Day 84, 16.5/7.5, F22
SW: 237.4 lbs, CW: 233.4 lbs
I finally got to weigh myself today! Not super thrilled because I have been at this for a while and still haven’t even lost 5lbs, but I am trying to stay positive. I know weight doesn’t come off easily from me. I’m gonna try to incorporate some OMADs and try to count calories. I just really hate counting calories because it is so much work. That’s why I wanted to IF, but it seems like I am overeating during my EW. Exercise is also something I need to get better at. I work right next to a gym, so I really just need to go every day and even if I just walk on a treadmill for half an hour, that is better than doing nothing. So yeah, feeling down today. I thought I was doing better than I actually am.
Type: Water, tea/coffee & pinch of salt only
Context: TRF 16:8. No food between 21.15pm last night and 13.15pm today
Length: 16 hours
Why?: I’m a newbie, started with 13H fasting overnight on alternate days, for blood sugar benefits. Now I’d like to build my fasting muscles.My main motivation was that I tend to feel low and get brain fog after I eat, which disrupts my writing. (I’m about to do NaNoWriMo (national novel writing month) and want to be able to write with a clear head from 8am-2pm without feeling jittery or foggy. )
I’d like to improve my blood sugar resilience and not be such a slave to the 3-meal-a-day hegemony!
Notes: Clear mind in the morning, good for working. Feels great with morning exercise. But then I get a jittery, hangry hour at hr14, and then it’s great again until I eat at hr 16. Feels like I could do longer than 16, although I’m a bit clumsy, physically.After eating, I find I feel quite low for a couple of hours :/ Any tips to manage that?
My body weight is not a problem (want to gain muscle, if anything) so I’m finding I need to chug a popular brand of meal-shake and track my calories to make sure I don’t lose weight on this regime. Any suggestions? It takes a bit of planning to get my caloric needs covered.
I’m 37/f, rangy, pretty active, based in UK. Omnivore.
Week 8 Day 3
TMAD /OMAD | Weight Lost: 30lbs
Happy Labor Day! I hope everyone is enjoying their weekend so far. Had to make a few adjustments along the way but I’m still at it. Walked for 7.3 miles this morning. Still eating WFPB.

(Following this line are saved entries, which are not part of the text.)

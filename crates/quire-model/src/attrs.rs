//! Attribute values carried by nodes and marks.

use std::collections::BTreeMap;
use std::fmt;

use serde::{Deserialize, Serialize};
use smol_str::SmolStr;

/// Attribute map. Ordered so equality and display are deterministic.
pub type Attrs = BTreeMap<SmolStr, AttrValue>;

/// A single attribute value.
#[derive(Clone, Debug, Default, PartialEq, Eq, Hash, Serialize, Deserialize)]
#[serde(untagged)]
pub enum AttrValue {
    #[default]
    Null,
    Bool(bool),
    Int(i64),
    Str(SmolStr),
}

/// The kind of an attribute value, used to validate attributes against
/// the kind of their declared default.
#[derive(Clone, Copy, Debug, PartialEq, Eq)]
pub enum AttrKind {
    Null,
    Bool,
    Int,
    Str,
}

impl fmt::Display for AttrKind {
    fn fmt(&self, f: &mut fmt::Formatter<'_>) -> fmt::Result {
        let name = match self {
            AttrKind::Null => "null",
            AttrKind::Bool => "bool",
            AttrKind::Int => "int",
            AttrKind::Str => "string",
        };
        f.write_str(name)
    }
}

impl AttrValue {
    pub fn kind(&self) -> AttrKind {
        match self {
            AttrValue::Null => AttrKind::Null,
            AttrValue::Bool(_) => AttrKind::Bool,
            AttrValue::Int(_) => AttrKind::Int,
            AttrValue::Str(_) => AttrKind::Str,
        }
    }

    pub fn is_null(&self) -> bool {
        matches!(self, AttrValue::Null)
    }

    pub fn as_bool(&self) -> Option<bool> {
        match self {
            AttrValue::Bool(b) => Some(*b),
            _ => None,
        }
    }

    pub fn as_int(&self) -> Option<i64> {
        match self {
            AttrValue::Int(i) => Some(*i),
            _ => None,
        }
    }

    pub fn as_str(&self) -> Option<&str> {
        match self {
            AttrValue::Str(s) => Some(s.as_str()),
            _ => None,
        }
    }
}

impl fmt::Display for AttrValue {
    fn fmt(&self, f: &mut fmt::Formatter<'_>) -> fmt::Result {
        match self {
            AttrValue::Null => f.write_str("null"),
            AttrValue::Bool(b) => write!(f, "{b}"),
            AttrValue::Int(i) => write!(f, "{i}"),
            AttrValue::Str(s) => write!(f, "{s:?}"),
        }
    }
}

impl From<bool> for AttrValue {
    fn from(value: bool) -> Self {
        AttrValue::Bool(value)
    }
}

impl From<i64> for AttrValue {
    fn from(value: i64) -> Self {
        AttrValue::Int(value)
    }
}

impl From<i32> for AttrValue {
    fn from(value: i32) -> Self {
        AttrValue::Int(value as i64)
    }
}

impl From<usize> for AttrValue {
    fn from(value: usize) -> Self {
        AttrValue::Int(value as i64)
    }
}

impl From<&str> for AttrValue {
    fn from(value: &str) -> Self {
        AttrValue::Str(SmolStr::new(value))
    }
}

impl From<String> for AttrValue {
    fn from(value: String) -> Self {
        AttrValue::Str(SmolStr::from(value))
    }
}

impl From<SmolStr> for AttrValue {
    fn from(value: SmolStr) -> Self {
        AttrValue::Str(value)
    }
}

impl<T: Into<AttrValue>> From<Option<T>> for AttrValue {
    fn from(value: Option<T>) -> Self {
        value.map(Into::into).unwrap_or(AttrValue::Null)
    }
}

/// Build an attribute map from key/value pairs.
///
/// ```
/// use quire_model::{attrs, AttrValue};
/// let a = attrs([("level", AttrValue::from(2))]);
/// assert_eq!(a["level"].as_int(), Some(2));
/// ```
pub fn attrs<K, V, I>(pairs: I) -> Attrs
where
    K: Into<SmolStr>,
    V: Into<AttrValue>,
    I: IntoIterator<Item = (K, V)>,
{
    pairs
        .into_iter()
        .map(|(k, v)| (k.into(), v.into()))
        .collect()
}

/// Checks, and may normalize, an attribute value. `Err` carries the reason
/// the value is rejected.
pub type AttrCoerce = fn(AttrValue) -> Result<AttrValue, String>;

/// Declared attribute of a node or mark type.
#[derive(Clone, Debug, Default)]
pub struct AttrSpec {
    /// Default value. An attribute without a default is required.
    pub default: Option<AttrValue>,
    /// Runs on every value once its kind has been checked.
    pub coerce: Option<AttrCoerce>,
}

impl AttrSpec {
    pub fn required() -> Self {
        Self::default()
    }

    pub fn with_default(value: impl Into<AttrValue>) -> Self {
        Self {
            default: Some(value.into()),
            coerce: None,
        }
    }

    pub fn coerce(mut self, f: AttrCoerce) -> Self {
        self.coerce = Some(f);
        self
    }

    pub fn is_required(&self) -> bool {
        self.default.is_none()
    }
}
#![allow(dead_code)]

use std::sync::{Arc, LazyLock};

use quire_markdown::serializer::*;
use quire_markdown::*;
use quire_model::{
    AttrSpec, AttrValue, Attrs, MarkAllowance, MarkSpec, Node, NodeSpec, Schema, attrs,
};

pub static SCHEMA: LazyLock<Arc<Schema>> = LazyLock::new(|| {
    let nodes = vec![
        ("doc".into(), NodeSpec::new().content("block+")),
        ("paragraph".into(), NodeSpec::new().content("inline*").group("block")),
        (
            "heading".into(),
            NodeSpec::new()
                .content("phrase*")
                .group("block")
                .attr("level", AttrSpec::with_default(1)),
        ),
        ("blockquote".into(), NodeSpec::new().content("block+").group("block")),
        ("bullet_list".into(), NodeSpec::new().content("list_item+").group("block list")),
        (
            "ordered_list".into(),
            NodeSpec::new()
                .content("list_item+")
                .group("block list")
                .attr("order", AttrSpec::with_default(1).coerce(list_order)),
        ),
        ("list_item".into(), NodeSpec::new().content("paragraph block*")),
        (
            "checkbox_list".into(),
            NodeSpec::new().content("checkbox_item+").group("block list"),
        ),
        (
            "checkbox_item".into(),
            NodeSpec::new()
                .content("paragraph block*")
                .attr("checked", AttrSpec::with_default(false)),
        ),
        (
            "code_block".into(),
            NodeSpec::new()
                .content("text*")
                .group("block")
                .code()
                .marks(MarkAllowance::None)
                .attr("language", AttrSpec::with_default("none").coerce(fence_language)),
        ),
        (
            "hr".into(),
            NodeSpec::new().group("block").attr("markup", AttrSpec::with_default("---")),
        ),
        (
            "container_notice".into(),
            NodeSpec::new()
                .content("block+")
                .group("block")
                .attr("style", AttrSpec::with_default("info").coerce(notice_style)),
        ),
        ("text".into(), NodeSpec::new().group("inline phrase")),
        ("hard_break".into(), NodeSpec::new().group("inline").inline()),
    ];
    let marks = vec![
        ("strong".into(), MarkSpec::new()),
        ("em".into(), MarkSpec::new()),
        ("strikethrough".into(), MarkSpec::new()),
        ("code_inline".into(), MarkSpec::new().excludes("_")),
        (
            "link".into(),
            MarkSpec::new()
                .attr("href", AttrSpec::required())
                .attr("title", AttrSpec::with_default(AttrValue::Null))
                .inclusive(false),
        ),
    ];
    Arc::new(Schema::new(nodes, marks).expect("test schema compiles"))
});

pub fn codec_builder(schema: Arc<Schema>) -> MarkdownCodecBuilder {
    let mut b = MarkdownCodec::builder(schema);
    b.block_rule(Arc::new(HeadingRule))
        .block_rule(Arc::new(FenceRule))
        .block_rule(Arc::new(HrRule))
        .block_rule(Arc::new(NoticeRule::default()))
        .block_rule(Arc::new(BlockquoteRule))
        .block_rule(Arc::new(ListRule))
        .delimiter(DelimiterSpec::new('*', 2, "strong"))
        .delimiter(DelimiterSpec::new('_', 2, "strong"))
        .delimiter(DelimiterSpec::new('*', 1, "em"))
        .delimiter(DelimiterSpec::new('_', 1, "em"))
        .delimiter(DelimiterSpec::new('~', 2, "strikethrough"))
        .token("paragraph", ParseSpec::block("paragraph"))
        .token("heading", ParseSpec::block("heading").with_attrs(heading_attrs))
        .token("blockquote", ParseSpec::block("blockquote"))
        .token("bullet_list", ParseSpec::block("bullet_list"))
        .token("ordered_list", ParseSpec::block("ordered_list").with_attrs(ordered_list_attrs))
        .token("list_item", ParseSpec::block("list_item"))
        .token("checkbox_list", ParseSpec::block("checkbox_list"))
        .token("checkbox_item", ParseSpec::block("checkbox_item").with_attrs(checkbox_item_attrs))
        .token("fence", ParseSpec::code("code_block").with_attrs(fence_attrs))
        .token("hr", ParseSpec::leaf("hr").with_attrs(hr_attrs))
        .token("container_notice", ParseSpec::block("container_notice").with_attrs(notice_attrs))
        .token("hardbreak", ParseSpec::leaf("hard_break"))
        .token("strong", ParseSpec::mark("strong"))
        .token("em", ParseSpec::mark("em"))
        .token("strikethrough", ParseSpec::mark("strikethrough"))
        .token("code_inline", ParseSpec::mark("code_inline"))
        .token("link", ParseSpec::mark("link"))
        .node_writer("paragraph", write_paragraph)
        .node_writer("heading", write_heading)
        .node_writer("blockquote", write_blockquote)
        .node_writer("bullet_list", write_bullet_list)
        .node_writer("ordered_list", write_ordered_list)
        .node_writer("list_item", write_list_item)
        .node_writer("checkbox_list", write_bullet_list)
        .node_writer("checkbox_item", write_checkbox_item)
        .node_writer("code_block", write_code_block)
        .node_writer("hr", write_hr)
        .node_writer("container_notice", write_notice)
        .node_writer("hard_break", write_hard_break)
        .mark_writer("strong", MarkWriter::symmetric(strong_delim))
        .mark_writer("em", MarkWriter::symmetric(em_delim))
        .mark_writer("strikethrough", MarkWriter::symmetric(strikethrough_delim))
        .mark_writer(
            "code_inline",
            MarkWriter {
                open: code_open,
                close: code_close,
                escape: false,
            },
        )
        .mark_writer(
            "link",
            MarkWriter {
                open: link_open,
                close: link_close,
                escape: true,
            },
        );
    b
}

pub static CODEC: LazyLock<MarkdownCodec> =
    LazyLock::new(|| codec_builder(SCHEMA.clone()).build().expect("codec builds"));

pub fn schema() -> &'static Schema {
    &SCHEMA
}

pub fn node_with(name: &str, a: Attrs, children: Vec<Node>) -> Node {
    let ty = schema().node_type(name).expect("known node type");
    ty.create_checked(&a, children, Vec::new()).expect("valid node")
}

pub fn node(name: &str, children: Vec<Node>) -> Node {
    node_with(name, Attrs::new(), children)
}

pub fn text(s: &str) -> Node {
    schema().text(s, Vec::new()).expect("non-empty text")
}

pub fn marked(s: &str, marks: &[&str]) -> Node {
    let mut set = Vec::new();
    for name in marks {
        let mark = schema()
            .mark_type(name)
            .expect("known mark")
            .create(&Attrs::new())
            .expect("mark attrs");
        set = mark.add_to_set(&set);
    }
    schema().text(s, set).expect("non-empty text")
}

pub fn link(s: &str, href: &str, title: Option<&str>) -> Node {
    let mut a = attrs([("href", href)]);
    if let Some(title) = title {
        a.insert("title".into(), title.into());
    }
    let mark = schema()
        .mark_type("link")
        .expect("link mark")
        .create(&a)
        .expect("link attrs");
    schema().text(s, vec![mark]).expect("non-empty text")
}

pub fn doc(children: Vec<Node>) -> Node {
    node("doc", children)
}

pub fn p(s: &str) -> Node {
    if s.is_empty() {
        node("paragraph", vec![])
    } else {
        node("paragraph", vec![text(s)])
    }
}

pub fn para(children: Vec<Node>) -> Node {
    node("paragraph", children)
}

pub fn h(level: i64, s: &str) -> Node {
    node_with("heading", attrs([("level", level)]), vec![text(s)])
}

pub fn li(children: Vec<Node>) -> Node {
    node("list_item", children)
}

pub fn ul(items: Vec<Node>) -> Node {
    node("bullet_list", items)
}

pub fn ol(order: i64, items: Vec<Node>) -> Node {
    node_with("ordered_list", attrs([("order", order)]), items)
}

pub fn task(checked: bool, children: Vec<Node>) -> Node {
    node_with("checkbox_item", attrs([("checked", checked)]), children)
}

pub fn tasks(items: Vec<Node>) -> Node {
    node("checkbox_list", items)
}

pub fn bq(children: Vec<Node>) -> Node {
    node("blockquote", children)
}

pub fn code(language: &str, s: &str) -> Node {
    let children = if s.is_empty() { vec![] } else { vec![text(s)] };
    node_with("code_block", attrs([("language", language)]), children)
}

pub fn hr(markup: &str) -> Node {
    node_with("hr", attrs([("markup", markup)]), vec![])
}

pub fn notice(style: &str, children: Vec<Node>) -> Node {
    node_with("container_notice", attrs([("style", style)]), children)
}

pub fn br() -> Node {
    node("hard_break", vec![])
}

/// Serialize, parse back and compare.
pub fn assert_round_trip(tree: &Node) -> String {
    let md = CODEC.serialize(tree);
    let back = CODEC
        .parse(&md)
        .unwrap_or_else(|e| panic!("reparse failed: {e}\n---\n{md}"));
    assert_eq!(&back, tree, "round trip changed the tree\n---\n{md}");
    md
}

Have a great day everyone.
About to go to bed on hour 9 of my 23 hour daily fast, only have had water and will have some yerba mate tea when I get up to eventually break my fast at lunch with a keto lasagna as my omad. Life is good
I started IF 16:8 in July, then went to 18:6 in August and lost 8 pounds. Still trying to find ways to boost my energy and accelerate my weight loss. 5”3 Female SW 226, CW 218, GW 165 by April. This week I am adding two 15 minute sessions on my aeroski and 24 hour fasts every other day, doing 16:8 on the alternate days. I dont like black coffee or green tea. I do add ACV and or lemon to my water. Any suggestions or tips are welcomed.